Others on the workplace inclusion panel suggested two possible remedies: mentors and role models.
“(Having mentors) is how I got to where I am today, and now I have the opportunity to be a leader,” said Emily Ladau, a communications consultant and disability rights advocate. “We need to recognize a lot of the skills we develop (as disabled people) equip us to be leaders and navigate challenges. We’re familiar with problem solving, with finding the long way around if we can’t get through the door. That equips us to be leaders.”
Elaine E. Katz, a senior vice president of the Kessler Foundation, a global leader in rehabilitation research and employment funding, shared success stories from NYC: ATWORK, a public/private partnership that directly connects jobseekers with disabilities and businesses.
“Since 2017, over 100 employers and 70 NGOs have tried to find as many jobs as possible throughout the city’s five boroughs,” Katz said. “It’s spread to 11 different cities. But still, we’ve found that persons with disabilities are not always part of the diversity discussion, not part of that conversation.”
Helping to change perceptions and put disabled people in the mainstream is where Weggemann, and so many other Paralympians, play an important role. Watching disabled athletes perform feats many able-bodied people cannot do “flips the disability stereotype right on its heads,” Weggemann said.

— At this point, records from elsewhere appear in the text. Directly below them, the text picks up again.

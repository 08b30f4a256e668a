//! End-to-end sync runs over the in-memory store, scripted browser and
//! recording notifier.

use trailstat_sync::config::Config;
use trailstat_sync::error::SyncError;
use trailstat_sync::runner::SyncRun;
use trailstat_sync::testing::{
    source_record, test_config, MockRecordStore, PageScript, RecordingNotifier, ScriptedBrowser,
};
use trailstat_sync::types::{HistoryEntry, Severity};

struct Harness {
    store: MockRecordStore,
    browser: ScriptedBrowser,
    notifications: RecordingNotifier,
    _dir: tempfile::TempDir,
    config: Config,
}

impl Harness {
    fn new(store: MockRecordStore, browser: ScriptedBrowser) -> Self {
        let dir = tempfile::tempdir().unwrap();
        let config = test_config(dir.path(), 3);
        Self {
            store,
            browser,
            notifications: RecordingNotifier::new(),
            _dir: dir,
            config,
        }
    }

    fn run(&self) -> SyncRun {
        SyncRun::new(
            self.config.clone(),
            Box::new(self.store.clone()),
            Box::new(self.browser.clone()),
            self.notifications.notifier(),
        )
    }

    fn csv(&self) -> String {
        std::fs::read_to_string(&self.config.csv_path).unwrap()
    }

    fn texts_with(&self, severity: Severity) -> Vec<String> {
        self.notifications
            .sent()
            .into_iter()
            .filter(|n| n.severity == severity)
            .map(|n| n.text)
            .collect()
    }
}

/// Three profiles where the second one fails to navigate.
fn three_with_broken_second() -> (MockRecordStore, ScriptedBrowser) {
    let records = vec![source_record("r1"), source_record("r2"), source_record("r3")];
    let browser = ScriptedBrowser::new()
        .on_page(&records[0].profile_url, PageScript::loaded("One", "10", "1,000", "1"))
        .on_page(
            &records[1].profile_url,
            PageScript::navigation_fails("net::ERR_TIMED_OUT"),
        )
        .on_page(&records[2].profile_url, PageScript::loaded("Three", "30", "3,000", "3"));
    (MockRecordStore::new().with_records(records), browser)
}

#[tokio::test]
async fn navigation_failure_stays_local_to_its_record() {
    let (store, browser) = three_with_broken_second();
    let h = Harness::new(store, browser);

    let stats = h.run().run().await.unwrap();

    assert_eq!(stats.records_fetched, 3);
    assert_eq!(stats.scraped, 2);
    assert_eq!(stats.scrape_exceptions, 1);

    let batches = h.store.update_batches();
    assert_eq!(batches.len(), 1);
    let ids: Vec<&str> = batches[0].iter().map(|s| s.id.as_str()).collect();
    assert_eq!(ids, vec!["r1", "r3"]);

    assert_eq!(h.browser.sessions_launched(), 1);
    assert_eq!(h.browser.pages_opened(), 3);
    assert_eq!(h.browser.pages_closed(), 3);
    assert_eq!(h.browser.sessions_closed(), 1);

    let warnings = h.texts_with(Severity::Warning);
    assert_eq!(
        warnings,
        vec![format!(
            "Failed to scrape profile data.\n• r2, Trailblazer r2, {}",
            source_record("r2").profile_url
        )]
    );
}

#[tokio::test]
async fn every_record_lands_in_one_bucket() {
    let records = vec![
        source_record("ok"),
        source_record("blank"),
        source_record("partial"),
        source_record("broken"),
    ];
    let browser = ScriptedBrowser::new()
        .on_page(&records[0].profile_url, PageScript::loaded("Ok", "1", "2", "3"))
        .on_page(&records[1].profile_url, PageScript::with_reads(vec![None], Some("Blank")))
        .on_page(
            &records[2].profile_url,
            PageScript::with_reads(vec![Some("Badges\n1\nPoints".to_string())], Some("Partial")),
        );
    let h = Harness::new(MockRecordStore::new().with_records(records), browser);

    let stats = h.run().run().await.unwrap();

    assert_eq!(stats.scraped, 1);
    assert_eq!(stats.page_load_failed, 1);
    assert_eq!(stats.element_parse_failed, 1);
    assert_eq!(stats.scrape_exceptions, 1);
    assert_eq!(
        stats.scraped
            + stats.page_load_failed
            + stats.element_parse_failed
            + stats.scrape_exceptions,
        stats.records_fetched
    );

    // One warning per non-empty failure bucket, page load first
    let warnings = h.texts_with(Severity::Warning);
    assert_eq!(warnings.len(), 3);
    assert!(warnings[0].starts_with("Failed to load the profile page.\n• blank,"));
    assert!(warnings[1].starts_with("Failed to read the status element.\n• partial,"));
    assert!(warnings[2].starts_with("Failed to scrape profile data.\n• broken,"));
}

#[tokio::test]
async fn update_disabled_skips_reconcile_but_exports() {
    let (store, browser) = three_with_broken_second();
    let mut h = Harness::new(store, browser);
    h.config.crm.should_update = false;

    let stats = h.run().run().await.unwrap();

    assert!(h.store.update_batches().is_empty());
    assert_eq!(stats.crm_updated, 0);
    assert_eq!(
        h.csv(),
        "id,name,badges,points,trails\nr1,One,10,1000,1\nr3,Three,30,3000,3\n"
    );
    assert_eq!(stats.csv_rows, 2);
}

#[tokio::test]
async fn notifications_open_with_start_and_close_with_processed() {
    let (store, browser) = three_with_broken_second();
    let h = Harness::new(store, browser);

    h.run().run().await.unwrap();

    let sent = h.notifications.sent();
    assert_eq!(sent.first().map(|n| n.severity), Some(Severity::Info));
    assert_eq!(sent.first().map(|n| n.text.as_str()), Some("Trailblazer status sync started."));
    assert_eq!(sent.last().map(|n| n.severity), Some(Severity::Good));
    assert_eq!(sent.last().map(|n| n.text.as_str()), Some("Trailblazer status sync processed."));
}

#[tokio::test]
async fn authentication_failure_aborts_before_browsing() {
    let (store, browser) = three_with_broken_second();
    let h = Harness::new(store.failing_auth(), browser);

    let err = h.run().run().await.unwrap_err();

    assert!(matches!(err, SyncError::Authentication(_)), "got {err:?}");
    assert!(!err.is_fatal(), "handled aborts exit cleanly");
    assert_eq!(h.browser.sessions_launched(), 0);
    assert!(!h.config.csv_path.exists());

    let dangers = h.texts_with(Severity::Danger);
    assert_eq!(dangers.len(), 1);
    assert!(dangers[0].starts_with("Failed to authenticate with Salesforce."));
}

#[tokio::test]
async fn record_query_failure_aborts_with_query_error() {
    let (store, browser) = three_with_broken_second();
    let h = Harness::new(store.failing_query(), browser);

    let err = h.run().run().await.unwrap_err();

    assert!(matches!(err, SyncError::Query(_)), "got {err:?}");
    assert!(!err.is_fatal(), "handled aborts exit cleanly");
    assert_eq!(h.browser.sessions_launched(), 0);
    assert!(h.texts_with(Severity::Danger)[0].starts_with("Failed to query Salesforce."));
}

#[tokio::test]
async fn browser_launch_failure_notifies_crash() {
    let (store, browser) = three_with_broken_second();
    let h = Harness::new(store, browser.failing_launch());

    let err = h.run().run().await.unwrap_err();

    assert!(matches!(err, SyncError::Browser(_)), "got {err:?}");
    assert!(err.is_fatal());
    assert!(h.texts_with(Severity::Danger)[0].starts_with("The headless browser crashed."));
}

#[tokio::test]
async fn batch_update_failure_still_exports_csv() {
    let (store, browser) = three_with_broken_second();
    let h = Harness::new(store.failing_update(), browser);

    let stats = h.run().run().await.unwrap();

    assert_eq!(h.store.update_batches().len(), 1);
    assert_eq!(stats.crm_updated, 0);
    assert_eq!(stats.csv_rows, 2);
    assert!(h.csv().contains("r3,Three,30,3000,3"));
    let dangers = h.texts_with(Severity::Danger);
    assert!(dangers[0].starts_with("Failed to update records in Salesforce."));
}

#[tokio::test]
async fn rejected_items_are_counted_not_retried() {
    let (store, browser) = three_with_broken_second();
    let h = Harness::new(store.reject("r3"), browser);

    let stats = h.run().run().await.unwrap();

    assert_eq!(stats.crm_updated, 1);
    assert_eq!(stats.crm_update_failed, 1);
    assert_eq!(h.store.update_batches().len(), 1);
}

#[tokio::test]
async fn badge_history_is_reported_as_one_highlight() {
    let (store, browser) = three_with_broken_second();
    let store = store.with_history(vec![
        HistoryEntry {
            parent_name: "Three".to_string(),
            old_value: "28".to_string(),
            new_value: "30".to_string(),
            changed_at: None,
        },
        HistoryEntry {
            parent_name: "One".to_string(),
            old_value: "9".to_string(),
            new_value: "10".to_string(),
            changed_at: None,
        },
    ]);
    let mut h = Harness::new(store, browser);
    h.config.crm.should_export_history = true;

    let stats = h.run().run().await.unwrap();

    assert_eq!(stats.history_changes, 2);
    assert_eq!(h.store.history_queries().len(), 1);

    let highlight: Vec<_> = h
        .notifications
        .sent()
        .into_iter()
        .filter(|n| n.severity == Severity::Highlight)
        .collect();
    assert_eq!(highlight.len(), 1);
    assert_eq!(highlight[0].title.as_deref(), Some("Badge changes"));
    assert_eq!(highlight[0].text, "• Three : 28 -> 30\n• One : 9 -> 10");
}

#[tokio::test]
async fn history_failure_is_not_fatal() {
    let (store, browser) = three_with_broken_second();
    let mut h = Harness::new(store.failing_history(), browser);
    h.config.crm.should_export_history = true;

    let stats = h.run().run().await.unwrap();

    assert_eq!(stats.crm_updated, 2);
    assert_eq!(stats.history_changes, 0);
    assert!(h.texts_with(Severity::Danger)[0].starts_with("Failed to query Salesforce."));
    assert_eq!(stats.csv_rows, 2);
}

#[tokio::test]
async fn csv_save_failure_is_returned_after_notifying() {
    let (store, browser) = three_with_broken_second();
    let h = Harness::new(store, browser);
    // A directory where the file should go
    std::fs::create_dir_all(&h.config.csv_path).unwrap();

    let err = h.run().run().await.unwrap_err();

    assert!(matches!(err, SyncError::CsvSave(_)), "got {err:?}");
    assert!(err.is_fatal());
    assert!(h.texts_with(Severity::Danger)[0].starts_with("Failed to save the CSV export."));
    assert!(h.texts_with(Severity::Good).is_empty());
}

#[tokio::test]
async fn delivery_failures_do_not_change_the_outcome() {
    let (store, browser) = three_with_broken_second();
    let mut h = Harness::new(store, browser);
    h.notifications = RecordingNotifier::new().failing();

    let stats = h.run().run().await.unwrap();

    assert_eq!(stats.scraped, 2);
    assert!(!h.notifications.sent().is_empty());
}

#[tokio::test]
async fn empty_record_set_exports_header_only() {
    let h = Harness::new(MockRecordStore::new(), ScriptedBrowser::new());

    let stats = h.run().run().await.unwrap();

    assert_eq!(stats.records_fetched, 0);
    assert_eq!(h.browser.sessions_closed(), 1);
    assert!(h.store.update_batches().is_empty());
    assert_eq!(h.csv(), "id,name,badges,points,trails\n");
}
use async_trait::async_trait;

use super::Notification;

/// Pluggable delivery channel for run notifications.
#[async_trait]
pub trait NotifyBackend: Send + Sync {
    async fn send(&self, notification: &Notification) -> anyhow::Result<()>;

    /// False for backends that deliver somewhere.
    fn is_noop(&self) -> bool {
        false
    }
}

“Sport has a really powerful ability to transform the field of play,” she added. “It’s such an incredible equalizer. It reminds us that just because you have four wheels underneath you, or you are visually impaired, or you have another disability, that doesn’t make you much different.
“I tell people: ‘I have a husband, I’m a dog mom, I’m a homeowner. I’m not any different, just because I have a spinal cord injury.’ Sport brings people together.”